What you are asked to do:
Copy the first line of the material below and every later line through the line containing "pub fn open(root: impl", without any other output.

Information shown:
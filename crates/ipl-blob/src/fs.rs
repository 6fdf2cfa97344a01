use std::fs;
use std::io::{ErrorKind, Write};
use std::path::{Path, PathBuf};

use ipl_types::ContentHash;
use tracing::{debug, warn};

use crate::error::{BlobError, BlobResult};
use crate::hasher::{ContentHasher, HASH_PREFIX};
use crate::traits::BlobStore;

/// Blob store backed by a sharded directory on the local filesystem.
///
/// A blob with hash `b3abcdef...` lives at `<root>/ab/cdef...`. Writes go to
/// a temp file under `<root>` and are renamed into place, so a blob file is
/// either absent or complete. Reads re-hash the content and report
/// [`BlobError::Corrupt`] on mismatch.
#[derive(Debug)]
pub struct FsBlobStore {
    root: PathBuf,
}

impl FsBlobStore {
    /// Open (and create if needed) a store rooted at `root`.
    pub fn open(root: impl Into<PathBuf>) -> BlobResult<Self> {
        let root = root.into();
        fs::create_dir_all(&root)?;
        Ok(Self { root })
    }

    pub fn root(&self) -> &Path {
        &self.root
    }

    fn object_path(&self, hash: &ContentHash) -> BlobResult<PathBuf> {
        if !ContentHasher::is_well_formed(hash) {
            return Err(BlobError::InvalidHash(hash.clone()));
        }
        let hex = &hash.as_str()[HASH_PREFIX.len()..];
        let (shard, rest) = hex.split_at(2);
        Ok(self.root.join(shard).join(rest))
    }

    pub fn contains(&self, hash: &ContentHash) -> bool {
        self.object_path(hash).map(|p| p.exists()).unwrap_or(false)
    }
}

impl BlobStore for FsBlobStore {
    fn upload(&self, content: &[u8]) -> BlobResult<ContentHash> {
        let hash = ContentHasher::BLOB.hash(content);
        let path = self.object_path(&hash)?;
        if path.exists() {
            debug!(hash = %hash.short(), "blob already present");
            return Ok(hash);
        }
        if let Some(shard) = path.parent() {
            fs::create_dir_all(shard)?;
        }
        let mut tmp = tempfile::NamedTempFile::new_in(&self.root)?;
        tmp.write_all(content)?;
        tmp.as_file().sync_all()?;
        tmp.persist(&path).map_err(|e| BlobError::Io(e.error))?;
        debug!(hash = %hash.short(), bytes = content.len(), "blob written");
        Ok(hash)
    }

    fn fetch(&self, hash: &ContentHash) -> BlobResult<Vec<u8>> {
        let path = self.object_path(hash)?;
        let data = match fs::read(&path) {
            Ok(data) => data,
            Err(e) if e.kind() == ErrorKind::NotFound => {
                return Err(BlobError::NotFound(hash.clone()))
            }
            Err(e) => return Err(e.into()),
        };
        let computed = ContentHasher::BLOB.hash(&data);
        if computed != *hash {
            warn!(hash = %hash, computed = %computed, "blob failed verification");
            return Err(BlobError::Corrupt {
                hash: hash.clone(),
                computed,
            });
        }
        Ok(data)
    }

    fn backend_name(&self) -> &'static str {
        "fs"
    }
}
use std::borrow::Cow;

use crate::error::ChaincodeResult;

/// Status of a successful call.
pub const OK: i32 = 200;
/// Status of a failed call.
pub const ERROR: i32 = 500;

/// What the hosting runtime receives back from `init` or `invoke`.
///
/// Success carries the operation's result as payload bytes; failure carries
/// only a human-readable message.
#[derive(Clone, Debug, PartialEq, Eq)]
pub struct Response {
    pub status: i32,
    pub message: String,
    pub payload: Vec<u8>,
}

impl Response {
    pub fn success(payload: impl Into<Vec<u8>>) -> Self {
        Self {
            status: OK,
            message: String::new(),
            payload: payload.into(),
        }
    }

    pub fn error(message: impl Into<String>) -> Self {
        Self {
            status: ERROR,
            message: message.into(),
            payload: Vec::new(),
        }
    }

    pub fn is_ok(&self) -> bool {
        self.status == OK
    }

    /// Payload as text, replacing invalid UTF-8.
    pub fn payload_str(&self) -> Cow<'_, str> {
        String::from_utf8_lossy(&self.payload)
    }
}

impl From<ChaincodeResult<String>> for Response {
    fn from(result: ChaincodeResult<String>) -> Self {
        match result {
            Ok(payload) => Self::success(payload),
            Err(e) => Self::error(e.to_string()),
        }
    }
}

impl From<crate::error::ChaincodeError> for Response {
    fn from(e: crate::error::ChaincodeError) -> Self {
        Self::error(e.to_string())
    }
}
//! Foundation types for the IPL document ledger.
//!
//! A ledger value that references a document is a composite string:
//! `sender|receiver|filename|contentHash`. This crate owns that wire
//! encoding and the structured [`Record`] it maps to.
//!
//! # Encoding Rules
//!
//! 1. Fields are joined with [`DELIMITER`] in positional order.
//! 2. Fields are never escaped. A field containing the delimiter shifts every
//!    later field on decode; [`Record::has_delimiter_hazard`] reports this.
//! 3. Decoding never fails. Missing positions decode as empty, extra
//!    positions are discarded.

pub mod hash;
pub mod record;

pub use hash::ContentHash;
pub use record::{Record, DELIMITER, MAX_FIELDS};
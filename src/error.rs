use thiserror::Error;

pub type Result<T> = std::result::Result<T, QuakeSyncError>;

#[derive(Error, Debug)]
pub enum QuakeSyncError {
    #[error("repo \"{0}\" not found")]
    RepoNotFound(String),
    #[error("GitHub API rate limit exceeded")]
    RateLimited,
    #[error("USGS API connection failed")]
    Connection,
    #[error("{source_name} returned HTTP {status}")]
    Upstream {
        source_name: &'static str,
        status: u16,
    },
    #[error("malformed {source_name} payload: {detail}")]
    Decode {
        source_name: &'static str,
        detail: String,
    },
    #[error("invalid repository \"{0}\": expected owner/repo")]
    InvalidRepo(String),
    #[error("HTTP error: {0}")]
    Http(#[from] reqwest::Error),
    #[error("Serialization error: {0}")]
    Serde(#[from] serde_json::Error),
    #[error("IO error: {0}")]
    Io(#[from] std::io::Error),
}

Task result:
filename crates/ipl-blob/src/fs.rs
repository 6fdf2cfa97344a01
use std::fs;
use std::io::{ErrorKind, Write};
use std::path::{Path, PathBuf};

use ipl_types::ContentHash;
use tracing::{debug, warn};

use crate::error::{BlobError, BlobResult};
use crate::hasher::{ContentHasher, HASH_PREFIX};
use crate::traits::BlobStore;

/// Blob store backed by a sharded directory on the local filesystem.
///
/// A blob with hash `b3abcdef...` lives at `<root>/ab/cdef...`. Writes go to
/// a temp file under `<root>` and are renamed into place, so a blob file is
/// either absent or complete. Reads re-hash the content and report
/// [`BlobError::Corrupt`] on mismatch.
#[derive(Debug)]
pub struct FsBlobStore {
    root: PathBuf,
}

impl FsBlobStore {
    /// Open (and create if needed) a store rooted at `root`.
    pub fn open(root: impl Into<PathBuf>) -> BlobResult<Self> {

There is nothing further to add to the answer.